Dr James Fraser

Research interests

I am a scholar of literary modernism and critical theory with a particular focus on the work of James Joyce. My work to date has involved studying the much misunderstood and critically undertheorized influence and use of betrayal in Joyce’s writings, unpicking issues related to Irish nationalism, the politics of egotism, and the tensions implicit in “autobiografiction” or life-writing. My research pays particular attention to the ways that Joyce responds to certain claims made on the self by an other that is regularly configured as hostile.
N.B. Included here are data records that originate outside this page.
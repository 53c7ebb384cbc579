//! Example demonstrating how each outcome is reported.
//!
//! Run with: cargo run --example error_handling
//!
//! Note: Requires a running Docker daemon.

use std::time::Duration;
use container_code_sandbox_rs::prelude::*;

#[tokio::main]
async fn main() -> Result<()> {
    println!("=== Error Handling Example ===\n");

    let config = SandboxConfig::builder().timeout(Duration::from_secs(3)).build();
    let sandbox = CodeSandbox::new(config);

    // Example 1: jobs before initialize() are rejected, not raced
    println!("--- Test 1: Not initialized ---");
    let result = sandbox.execute("python", "print(1)").await?;
    println!("status: {:?}, stderr: {}\n", result.status, result.stderr);

    if let Err(e) = sandbox.initialize().await {
        eprintln!("Failed to initialize sandbox: {}", e);
        eprintln!("\nMake sure Docker is installed and the daemon is running.");
        return Err(e);
    }

    // Example 2: runtime error
    println!("--- Test 2: Runtime error ---");
    let result = sandbox.execute("python", "int('not a number')").await?;
    println!("status: {:?}", result.status);
    println!("stderr:\n{}", result.stderr);

    // Example 3: compile error
    println!("--- Test 3: Compile error ---");
    let result = sandbox.execute("cpp", "int main( {").await?;
    println!("status: {:?}", result.status);
    println!("stderr:\n{}", result.stderr);

    // Example 4: timeout
    println!("--- Test 4: Infinite loop ---");
    let result = sandbox.execute("javascript", "while (true) {}").await?;
    println!("status: {:?}, stderr: {}\n", result.status, result.stderr);

    // Example 5: unsupported language
    println!("--- Test 5: Unsupported language ---");
    match sandbox.execute("ruby", "puts 1").await {
        Err(e @ SandboxError::UnsupportedLanguage(_)) => println!("Caught: {}\n", e),
        other => println!("Unexpected: {:?}\n", other),
    }

    // Example 6: what a room receives
    println!("--- Test 6: Room payload ---");
    let output = sandbox
        .handle_run_request(RunRequest {
            language: "node".to_string(),
            code: "throw new Error('boom')".to_string(),
            room_id: "demo-room".to_string(),
        })
        .await;
    println!("room {}: isError={}", output.room_id, output.payload.is_error);
    println!("{}", output.payload.output);

    Ok(())
}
Out of this complex web of interrelated issues I construct a new picture of Joyce’s narrative practice, one that allows for a political engagement with a form of Irishness that is constructed racially even as it rejects and parodies that construction. More recently, I have extended my interest in Joyce's interest in the fraught issue of exposure to the hostile other into a wider analysis of forms of hospitality in modernist literature. My next project will be a wide-scale appraisal of the cultural history of the bicycle, with special attention given to its role in the literature and culture of the 1880s to the 1930s.

Research collaborations

I am currently co-editing a collection on Joyce's non-fiction writings with Dr Katherine Ebury of the University of Sheffield: _Outside his Jurisfiction: Joyce's Non-Fiction Writings_. This brings together, for the first time, new and targeted work on the complex issue of Joyce's non-fictional practice. How do we approach Joyce's non-fiction, given that he seemed to do so only occasionally and without any sustained attention? How do we reconcile the aspiring writer who once conceded that "while he may not be another Jesus, he at least had a talent for journalism" with the author who ceased to publish non-fictional works as soon as he achieved success as a fiction writer?